Because the Wea believed in the Creator, God. The Creator made us like all things natural on this earth. We were the keepers of the lands, animals and plant life. We were to cherish them, preserve them, and only take from the earth what we needed to survive.

When we saw that the whites didn’t want to be content with just living off the land we were in great alarm. We saw how the whites raped the land, destroying the vast forest and natural waterways. We watched them abuse and murder their own kind and others. We saw them in drunken arguments over material things. We knew that if we didn’t try to hold onto our lands and protect them we would one day see the destruction of our people and our culture, and eventually the Earth Mother herself.
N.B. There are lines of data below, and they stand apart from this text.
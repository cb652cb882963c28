//! Server configuration

use std::net::{Ipv4Addr, SocketAddr};
use std::path::PathBuf;

/// Default listen port
pub const DEFAULT_PORT: u16 = 3000;

/// Asset directories searched, in order, when nothing else matches.
///
/// The working directory itself is never a default; deploy the bundle
/// root explicitly with `with_static_dirs`.
pub const DEFAULT_STATIC_DIRS: [&str; 3] = ["./assets", "./assets-no-hash", "./fonts"];

/// Server configuration
#[derive(Debug, Clone)]
pub struct ServerConfig {
    /// Listen address
    pub listen_addr: SocketAddr,
    /// Static asset directories, searched in order
    pub static_dirs: Vec<PathBuf>,
    /// Enable CORS (default: true)
    pub enable_cors: bool,
}

impl Default for ServerConfig {
    fn default() -> Self {
        Self {
            listen_addr: SocketAddr::from((Ipv4Addr::LOCALHOST, DEFAULT_PORT)),
            static_dirs: DEFAULT_STATIC_DIRS.iter().map(PathBuf::from).collect(),
            enable_cors: true,
        }
    }
}

impl ServerConfig {
    /// Create a new server config with the given address
    pub fn new(listen_addr: SocketAddr) -> Self {
        Self {
            listen_addr,
            ..Default::default()
        }
    }

    /// Replace the static asset directories
    pub fn with_static_dirs<I, P>(mut self, dirs: I) -> Self
    where
        I: IntoIterator<Item = P>,
        P: Into<PathBuf>,
    {
        self.static_dirs = dirs.into_iter().map(Into::into).collect();
        self
    }
}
Because of all this and more the Wea Tribe of people have lost their culture, heritage, our language, customs, life style, legends, and stories. My son nor I will never see the beautiful lands that my ancestors walked upon. We will never learn to speak our native tongue correctly. We will never be in harmony and balance with nature as our souls were made to be. You will never understand our pain when the “spirits of our ancestors scream” in our veins and plead with us in our minds. You will never understand how their blood still runs through ours, how, now in the 20th century, we long for our original homelands. How lost we feel, how incomplete we are because of what has happened to our ancestors.

There is a good ending to this saga for the Wea Nation is NOT EXTINCT. We are ALIVE! We are still here today! Maybe our customs and life styles are changed, but we are still here on this planet the Creator gave us. Slowly but surely we are reforming as a Tribe, as a People, as a Race. We are reinstalling our ancestor’s knowledge and customs back into our children as best we can. We are slowly telling the world of the Wea Peoples. Those of us who remain, over 400 known, are strong, proud, and determined to keep our ancestors ALIVE within each and every one of us who survive the upcoming 21st Century.